TASK DIRECTIONS: Show every line of the material that follows in which the word "ProcessGraph" occurs.

TASK INPUT:

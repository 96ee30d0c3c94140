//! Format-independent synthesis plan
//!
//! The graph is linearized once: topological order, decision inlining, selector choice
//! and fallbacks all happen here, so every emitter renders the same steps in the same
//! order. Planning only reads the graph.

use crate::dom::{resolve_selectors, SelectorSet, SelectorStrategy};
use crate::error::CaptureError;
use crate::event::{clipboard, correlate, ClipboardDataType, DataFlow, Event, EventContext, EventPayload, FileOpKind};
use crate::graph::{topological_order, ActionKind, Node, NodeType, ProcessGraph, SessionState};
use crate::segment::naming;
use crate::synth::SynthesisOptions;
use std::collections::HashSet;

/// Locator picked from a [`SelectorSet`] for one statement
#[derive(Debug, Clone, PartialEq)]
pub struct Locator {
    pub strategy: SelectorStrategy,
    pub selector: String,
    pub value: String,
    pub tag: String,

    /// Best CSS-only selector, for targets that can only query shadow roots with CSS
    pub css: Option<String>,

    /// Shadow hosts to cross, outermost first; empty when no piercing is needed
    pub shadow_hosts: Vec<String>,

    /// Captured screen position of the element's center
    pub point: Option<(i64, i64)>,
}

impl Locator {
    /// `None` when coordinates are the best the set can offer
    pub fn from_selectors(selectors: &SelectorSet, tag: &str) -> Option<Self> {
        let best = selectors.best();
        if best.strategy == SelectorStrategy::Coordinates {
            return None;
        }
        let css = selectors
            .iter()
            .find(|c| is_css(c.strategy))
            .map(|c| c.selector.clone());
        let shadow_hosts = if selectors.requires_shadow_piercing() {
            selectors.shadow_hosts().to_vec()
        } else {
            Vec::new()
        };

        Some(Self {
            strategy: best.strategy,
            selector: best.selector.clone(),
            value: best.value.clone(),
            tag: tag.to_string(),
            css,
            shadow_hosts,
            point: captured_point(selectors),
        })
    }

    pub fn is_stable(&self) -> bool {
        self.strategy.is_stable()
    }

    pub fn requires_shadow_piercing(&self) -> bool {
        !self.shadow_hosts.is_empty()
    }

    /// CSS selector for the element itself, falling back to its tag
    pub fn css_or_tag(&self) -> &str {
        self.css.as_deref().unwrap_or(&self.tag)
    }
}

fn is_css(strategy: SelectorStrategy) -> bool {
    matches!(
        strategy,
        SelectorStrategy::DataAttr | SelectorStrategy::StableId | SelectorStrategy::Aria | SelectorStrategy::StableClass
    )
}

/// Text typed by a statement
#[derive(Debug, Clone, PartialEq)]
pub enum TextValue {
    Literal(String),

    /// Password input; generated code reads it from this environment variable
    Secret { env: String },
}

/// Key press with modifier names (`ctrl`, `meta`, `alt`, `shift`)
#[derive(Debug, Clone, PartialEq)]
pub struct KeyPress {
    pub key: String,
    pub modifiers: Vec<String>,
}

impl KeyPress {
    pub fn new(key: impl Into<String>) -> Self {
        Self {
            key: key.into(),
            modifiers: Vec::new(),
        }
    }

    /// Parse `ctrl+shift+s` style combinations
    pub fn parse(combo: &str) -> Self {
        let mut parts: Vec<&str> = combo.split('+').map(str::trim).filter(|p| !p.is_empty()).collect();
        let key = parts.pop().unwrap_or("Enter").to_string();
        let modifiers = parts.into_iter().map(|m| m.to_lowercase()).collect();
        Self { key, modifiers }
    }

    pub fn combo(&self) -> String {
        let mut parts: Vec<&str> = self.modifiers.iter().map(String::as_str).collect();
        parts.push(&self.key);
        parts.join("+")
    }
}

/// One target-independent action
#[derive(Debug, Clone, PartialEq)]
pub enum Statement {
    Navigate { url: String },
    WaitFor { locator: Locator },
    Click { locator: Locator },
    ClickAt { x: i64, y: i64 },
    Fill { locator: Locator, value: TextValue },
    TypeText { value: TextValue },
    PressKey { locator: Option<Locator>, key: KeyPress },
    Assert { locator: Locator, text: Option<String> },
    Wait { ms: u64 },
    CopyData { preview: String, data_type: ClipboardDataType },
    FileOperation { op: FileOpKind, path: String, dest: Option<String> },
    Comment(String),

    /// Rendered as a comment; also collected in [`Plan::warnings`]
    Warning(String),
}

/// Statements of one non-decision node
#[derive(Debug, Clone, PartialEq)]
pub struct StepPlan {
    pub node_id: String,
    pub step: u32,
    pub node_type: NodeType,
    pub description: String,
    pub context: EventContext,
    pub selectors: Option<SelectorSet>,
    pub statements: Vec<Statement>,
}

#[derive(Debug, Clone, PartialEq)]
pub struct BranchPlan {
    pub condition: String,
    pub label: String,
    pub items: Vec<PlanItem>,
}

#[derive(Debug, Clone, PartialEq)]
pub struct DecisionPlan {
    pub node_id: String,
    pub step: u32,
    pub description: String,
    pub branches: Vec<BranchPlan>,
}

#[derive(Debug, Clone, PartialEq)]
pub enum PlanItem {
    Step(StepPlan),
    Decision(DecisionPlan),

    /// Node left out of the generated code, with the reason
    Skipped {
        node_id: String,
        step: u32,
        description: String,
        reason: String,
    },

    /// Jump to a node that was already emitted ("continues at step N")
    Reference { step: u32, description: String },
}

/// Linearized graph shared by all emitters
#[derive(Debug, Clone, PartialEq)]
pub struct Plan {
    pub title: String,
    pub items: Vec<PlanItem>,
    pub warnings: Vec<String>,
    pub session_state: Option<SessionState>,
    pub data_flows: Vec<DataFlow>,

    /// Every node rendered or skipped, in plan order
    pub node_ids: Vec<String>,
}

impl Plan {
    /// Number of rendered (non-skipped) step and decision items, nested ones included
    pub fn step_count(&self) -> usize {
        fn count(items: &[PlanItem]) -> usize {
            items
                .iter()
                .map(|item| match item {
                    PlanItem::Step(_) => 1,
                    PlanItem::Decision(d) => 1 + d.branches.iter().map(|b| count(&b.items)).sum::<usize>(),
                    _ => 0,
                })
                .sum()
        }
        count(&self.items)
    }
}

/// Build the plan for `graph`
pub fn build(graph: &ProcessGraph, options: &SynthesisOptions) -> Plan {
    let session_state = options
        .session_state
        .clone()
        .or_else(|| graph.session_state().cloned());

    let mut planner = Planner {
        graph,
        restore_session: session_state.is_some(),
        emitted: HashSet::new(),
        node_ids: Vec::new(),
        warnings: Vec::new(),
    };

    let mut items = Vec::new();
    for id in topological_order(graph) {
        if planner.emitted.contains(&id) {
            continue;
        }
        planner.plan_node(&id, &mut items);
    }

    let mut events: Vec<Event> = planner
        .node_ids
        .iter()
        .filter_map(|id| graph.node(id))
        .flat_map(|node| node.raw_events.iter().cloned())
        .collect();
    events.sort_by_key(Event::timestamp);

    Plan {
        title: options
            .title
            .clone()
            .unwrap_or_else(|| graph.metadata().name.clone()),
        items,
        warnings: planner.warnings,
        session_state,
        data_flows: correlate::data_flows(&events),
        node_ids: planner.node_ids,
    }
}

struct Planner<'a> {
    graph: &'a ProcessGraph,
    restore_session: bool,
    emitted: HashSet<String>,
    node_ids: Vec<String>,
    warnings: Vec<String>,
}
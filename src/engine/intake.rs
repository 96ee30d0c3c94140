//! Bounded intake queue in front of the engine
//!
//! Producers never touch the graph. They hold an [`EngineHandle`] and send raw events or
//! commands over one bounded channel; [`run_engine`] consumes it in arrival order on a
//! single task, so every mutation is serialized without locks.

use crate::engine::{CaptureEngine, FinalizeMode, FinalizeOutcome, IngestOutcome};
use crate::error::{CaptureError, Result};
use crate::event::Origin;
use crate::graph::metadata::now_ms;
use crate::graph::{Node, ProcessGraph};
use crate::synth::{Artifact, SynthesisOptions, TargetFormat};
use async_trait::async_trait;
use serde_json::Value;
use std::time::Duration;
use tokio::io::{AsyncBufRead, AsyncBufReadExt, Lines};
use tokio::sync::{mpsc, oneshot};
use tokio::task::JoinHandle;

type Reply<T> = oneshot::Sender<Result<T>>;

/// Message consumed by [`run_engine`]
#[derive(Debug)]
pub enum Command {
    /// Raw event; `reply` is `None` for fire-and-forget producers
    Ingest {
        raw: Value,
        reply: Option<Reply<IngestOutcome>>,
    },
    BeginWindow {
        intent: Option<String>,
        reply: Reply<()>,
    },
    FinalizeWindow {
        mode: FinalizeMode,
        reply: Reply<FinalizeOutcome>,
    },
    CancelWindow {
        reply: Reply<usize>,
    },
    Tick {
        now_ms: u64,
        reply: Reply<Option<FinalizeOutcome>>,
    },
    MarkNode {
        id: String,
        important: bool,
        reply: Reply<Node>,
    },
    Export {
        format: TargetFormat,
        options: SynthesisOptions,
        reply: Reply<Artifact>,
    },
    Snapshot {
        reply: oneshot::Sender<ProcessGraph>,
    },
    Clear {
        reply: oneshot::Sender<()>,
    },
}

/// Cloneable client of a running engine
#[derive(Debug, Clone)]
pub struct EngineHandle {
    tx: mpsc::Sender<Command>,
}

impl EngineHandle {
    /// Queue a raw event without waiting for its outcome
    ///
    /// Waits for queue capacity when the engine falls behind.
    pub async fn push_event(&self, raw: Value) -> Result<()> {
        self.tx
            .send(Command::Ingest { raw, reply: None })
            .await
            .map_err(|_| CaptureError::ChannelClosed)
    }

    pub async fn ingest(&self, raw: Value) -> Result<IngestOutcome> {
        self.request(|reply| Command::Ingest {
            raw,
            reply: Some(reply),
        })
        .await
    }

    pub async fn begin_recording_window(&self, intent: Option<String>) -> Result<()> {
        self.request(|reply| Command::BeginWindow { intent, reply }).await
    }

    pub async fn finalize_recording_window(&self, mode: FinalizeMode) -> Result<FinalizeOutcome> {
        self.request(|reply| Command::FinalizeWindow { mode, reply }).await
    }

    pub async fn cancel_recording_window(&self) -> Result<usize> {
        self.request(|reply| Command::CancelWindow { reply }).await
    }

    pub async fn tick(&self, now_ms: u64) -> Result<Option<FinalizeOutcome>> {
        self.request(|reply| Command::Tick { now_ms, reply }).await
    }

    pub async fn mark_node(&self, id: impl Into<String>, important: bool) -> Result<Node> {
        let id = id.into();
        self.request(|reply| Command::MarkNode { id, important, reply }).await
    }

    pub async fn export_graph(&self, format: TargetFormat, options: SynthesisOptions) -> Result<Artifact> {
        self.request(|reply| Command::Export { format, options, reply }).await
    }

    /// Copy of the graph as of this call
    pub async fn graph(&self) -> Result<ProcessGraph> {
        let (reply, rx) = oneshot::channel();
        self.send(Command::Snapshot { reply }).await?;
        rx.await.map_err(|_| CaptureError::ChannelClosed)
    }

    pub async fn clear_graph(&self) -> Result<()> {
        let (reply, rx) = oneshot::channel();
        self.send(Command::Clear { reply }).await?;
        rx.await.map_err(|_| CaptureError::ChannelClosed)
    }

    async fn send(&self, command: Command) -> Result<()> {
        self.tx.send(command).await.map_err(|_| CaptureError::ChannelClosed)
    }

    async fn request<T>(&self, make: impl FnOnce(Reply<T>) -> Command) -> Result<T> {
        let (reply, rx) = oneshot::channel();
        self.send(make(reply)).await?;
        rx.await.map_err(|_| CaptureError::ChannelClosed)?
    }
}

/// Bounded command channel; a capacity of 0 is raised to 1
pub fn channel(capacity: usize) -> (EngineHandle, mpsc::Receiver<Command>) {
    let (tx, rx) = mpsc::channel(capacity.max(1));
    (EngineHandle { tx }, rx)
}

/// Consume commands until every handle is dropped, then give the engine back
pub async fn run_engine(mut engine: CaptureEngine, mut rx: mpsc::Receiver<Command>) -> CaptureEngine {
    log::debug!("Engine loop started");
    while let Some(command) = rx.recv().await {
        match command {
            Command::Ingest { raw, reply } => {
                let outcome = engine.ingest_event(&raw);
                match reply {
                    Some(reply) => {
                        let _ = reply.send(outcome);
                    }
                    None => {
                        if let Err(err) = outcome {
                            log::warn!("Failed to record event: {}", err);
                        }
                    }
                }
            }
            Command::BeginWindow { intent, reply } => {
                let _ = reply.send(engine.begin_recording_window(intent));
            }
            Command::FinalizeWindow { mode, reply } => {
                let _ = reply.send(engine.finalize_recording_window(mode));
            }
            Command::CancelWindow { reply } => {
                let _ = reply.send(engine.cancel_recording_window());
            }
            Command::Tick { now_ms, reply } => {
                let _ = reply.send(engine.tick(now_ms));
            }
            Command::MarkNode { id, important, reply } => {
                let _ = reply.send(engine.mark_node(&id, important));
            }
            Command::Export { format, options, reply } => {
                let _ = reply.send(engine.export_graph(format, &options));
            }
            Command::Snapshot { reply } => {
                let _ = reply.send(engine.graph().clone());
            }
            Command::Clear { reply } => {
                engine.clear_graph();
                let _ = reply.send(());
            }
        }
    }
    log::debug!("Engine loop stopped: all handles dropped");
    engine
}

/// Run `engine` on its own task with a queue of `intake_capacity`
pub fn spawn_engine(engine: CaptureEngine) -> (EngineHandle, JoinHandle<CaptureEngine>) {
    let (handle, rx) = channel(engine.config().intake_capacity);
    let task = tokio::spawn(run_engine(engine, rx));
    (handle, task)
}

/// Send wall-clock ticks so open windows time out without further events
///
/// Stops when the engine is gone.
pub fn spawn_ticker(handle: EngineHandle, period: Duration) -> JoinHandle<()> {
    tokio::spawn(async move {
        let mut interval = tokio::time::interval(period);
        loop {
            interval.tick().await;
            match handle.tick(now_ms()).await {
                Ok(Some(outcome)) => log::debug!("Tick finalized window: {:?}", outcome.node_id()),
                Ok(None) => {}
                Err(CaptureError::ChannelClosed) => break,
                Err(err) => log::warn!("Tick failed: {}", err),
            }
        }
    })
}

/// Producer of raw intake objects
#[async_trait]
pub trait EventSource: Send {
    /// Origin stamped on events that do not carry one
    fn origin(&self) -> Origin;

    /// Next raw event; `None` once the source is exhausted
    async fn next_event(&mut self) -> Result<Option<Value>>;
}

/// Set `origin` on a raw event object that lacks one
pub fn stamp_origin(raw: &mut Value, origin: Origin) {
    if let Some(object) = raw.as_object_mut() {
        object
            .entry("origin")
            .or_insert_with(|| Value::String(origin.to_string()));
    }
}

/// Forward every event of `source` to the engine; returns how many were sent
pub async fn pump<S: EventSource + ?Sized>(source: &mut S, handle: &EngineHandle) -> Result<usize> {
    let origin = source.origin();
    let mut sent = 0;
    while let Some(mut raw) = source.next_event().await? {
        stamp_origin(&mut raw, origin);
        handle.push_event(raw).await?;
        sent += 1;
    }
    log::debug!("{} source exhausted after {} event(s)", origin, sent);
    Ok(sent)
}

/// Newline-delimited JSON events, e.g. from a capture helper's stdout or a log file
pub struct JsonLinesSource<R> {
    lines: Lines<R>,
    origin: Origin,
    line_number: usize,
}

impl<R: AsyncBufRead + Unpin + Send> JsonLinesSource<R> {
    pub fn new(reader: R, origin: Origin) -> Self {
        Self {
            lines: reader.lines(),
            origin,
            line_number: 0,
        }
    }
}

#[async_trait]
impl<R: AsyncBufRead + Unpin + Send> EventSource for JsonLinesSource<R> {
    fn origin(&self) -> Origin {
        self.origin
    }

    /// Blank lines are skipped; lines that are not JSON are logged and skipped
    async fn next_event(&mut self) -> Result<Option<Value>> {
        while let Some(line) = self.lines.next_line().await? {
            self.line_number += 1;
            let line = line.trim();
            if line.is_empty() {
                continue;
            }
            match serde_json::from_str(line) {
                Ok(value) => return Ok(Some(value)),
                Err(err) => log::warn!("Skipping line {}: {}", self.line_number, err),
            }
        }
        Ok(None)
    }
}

ANSWER TO THIS TASK:
use crate::graph::{topological_order, ActionKind, Node, NodeType, ProcessGraph, SessionState};
pub fn build(graph: &ProcessGraph, options: &SynthesisOptions) -> Plan {
    graph: &'a ProcessGraph,
use crate::graph::{Node, ProcessGraph};
        reply: oneshot::Sender<ProcessGraph>,
    pub async fn graph(&self) -> Result<ProcessGraph> {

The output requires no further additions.